— How to complete this task —
In the records that follow, the lines from the one containing "driver factory registry" to the one containing "driver registers itself", inclusive, are to be given again exactly.

— Information shown —
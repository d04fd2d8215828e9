// Copyright (c) 2024-2025 DeepGraph Inc.
// SPDX-License-Identifier: Apache-2.0
//
//! Local driver factory registry
//!
//! Maps string driver names to constructors that open a path into a
//! [`Registry`]. This is an explicit, in-process replacement for
//! host-framework plugin discovery: embedders register their own drivers
//! and look them up by name, with no dynamic loading involved.
//!
//! The built-in `"dfcat"` driver reads the persisted registry format and
//! is registered automatically on first use of [`open_with_driver`].

use lazy_static::lazy_static;
use std::collections::HashMap;
use std::path::Path;
use std::sync::{Arc, RwLock};

use crate::error::{CatalogError, CatalogResult};
use crate::persist;
use crate::registry::Registry;

/// Name under which the persisted-format driver registers itself
pub const BUILTIN_DRIVER: &str = "dfcat";

/// A named constructor turning a path into a loaded [`Registry`]
pub trait CatalogDriver: Send + Sync {
    /// Open the registry stored at `path`
    fn open(&self, path: &Path) -> CatalogResult<Registry>;
}

lazy_static! {
    /// Global registry of catalog drivers
    /// Maps driver name -> driver instance
    static ref DRIVER_REGISTRY: RwLock<HashMap<String, Arc<dyn CatalogDriver>>> =
        RwLock::new(HashMap::new());
}

/// The built-in driver for the persisted registry format
struct FileDriver;

impl CatalogDriver for FileDriver {
    fn open(&self, path: &Path) -> CatalogResult<Registry> {
        persist::load_path(path)
    }
}

/// Register a driver under a name
pub fn register_driver(name: &str, driver: Arc<dyn CatalogDriver>) -> CatalogResult<()> {
    let mut registry = DRIVER_REGISTRY
        .write()
        .map_err(|e| CatalogError::Internal(format!("failed to acquire write lock: {}", e)))?;

    if registry.contains_key(name) {
        return Err(CatalogError::DuplicateDriver(name.to_string()));
    }

    registry.insert(name.to_string(), driver);
    Ok(())
}

/// Remove a driver from the registry; returns whether it existed
pub fn unregister_driver(name: &str) -> CatalogResult<bool> {
    let mut registry = DRIVER_REGISTRY
        .write()
        .map_err(|e| CatalogError::Internal(format!("failed to acquire write lock: {}", e)))?;

    Ok(registry.remove(name).is_some())
}

/// Check if a driver is registered
pub fn driver_exists(name: &str) -> CatalogResult<bool> {
    let registry = DRIVER_REGISTRY
        .read()
        .map_err(|e| CatalogError::Internal(format!("failed to acquire read lock: {}", e)))?;

    Ok(registry.contains_key(name))
}

/// List all registered driver names
pub fn list_drivers() -> CatalogResult<Vec<String>> {
    let registry = DRIVER_REGISTRY
        .read()
        .map_err(|e| CatalogError::Internal(format!("failed to acquire read lock: {}", e)))?;

    Ok(registry.keys().cloned().collect())
}

/// Open a registry through a named driver
pub fn open_with_driver<P: AsRef<Path>>(name: &str, path: P) -> CatalogResult<Registry> {
    ensure_builtin()?;

    let driver = {
        let registry = DRIVER_REGISTRY
            .read()
            .map_err(|e| CatalogError::Internal(format!("failed to acquire read lock: {}", e)))?;
        registry
            .get(name)
            .cloned()
            .ok_or_else(|| CatalogError::UnknownDriver(name.to_string()))?
    };

    // The lock is released before the driver runs; a slow open must not
    // block registration.
    driver.open(path.as_ref())
}

fn ensure_builtin() -> CatalogResult<()> {
    if driver_exists(BUILTIN_DRIVER)? {
        return Ok(());
    }
    match register_driver(BUILTIN_DRIVER, Arc::new(FileDriver)) {
        Ok(()) | Err(CatalogError::DuplicateDriver(_)) => Ok(()),
        Err(e) => Err(e),
    }
}

#[cfg(test)]
mod tests {
    use super::*;
    use serial_test::serial;

    struct EmptyDriver;

    impl CatalogDriver for EmptyDriver {
        fn open(&self, _path: &Path) -> CatalogResult<Registry> {
            Ok(Registry::new())
        }
    }

    #[test]
    #[serial]
    fn test_register_and_open() {
        let _ = unregister_driver("empty");
        register_driver("empty", Arc::new(EmptyDriver)).unwrap();

        let registry = open_with_driver("empty", Path::new("ignored")).unwrap();
        assert!(registry.is_empty());

        assert!(unregister_driver("empty").unwrap());
    }

    #[test]
    #[serial]
    fn test_duplicate_registration() {
        let _ = unregister_driver("dup");
        register_driver("dup", Arc::new(EmptyDriver)).unwrap();

        let err = register_driver("dup", Arc::new(EmptyDriver)).unwrap_err();
        assert!(matches!(err, CatalogError::DuplicateDriver(_)));

        let _ = unregister_driver("dup");
    }

    #[test]
    #[serial]
    fn test_unknown_driver() {
        let err = open_with_driver("no-such-driver", Path::new("ignored")).unwrap_err();
        assert!(matches!(err, CatalogError::UnknownDriver(_)));
    }

    #[test]
    #[serial]
    fn test_builtin_driver_is_listed_after_use() {
        let _ = open_with_driver("no-such-driver", Path::new("ignored"));
        assert!(driver_exists(BUILTIN_DRIVER).unwrap());
        assert!(list_drivers().unwrap().contains(&BUILTIN_DRIVER.to_string()));
    }
}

— Solution below —
//! Local driver factory registry
//!
//! Maps string driver names to constructors that open a path into a
//! [`Registry`]. This is an explicit, in-process replacement for
//! host-framework plugin discovery: embedders register their own drivers
//! and look them up by name, with no dynamic loading involved.
//!
//! The built-in `"dfcat"` driver reads the persisted registry format and
//! is registered automatically on first use of [`open_with_driver`].

use lazy_static::lazy_static;
use std::collections::HashMap;
use std::path::Path;
use std::sync::{Arc, RwLock};

use crate::error::{CatalogError, CatalogResult};
use crate::persist;
use crate::registry::Registry;

/// Name under which the persisted-format driver registers itself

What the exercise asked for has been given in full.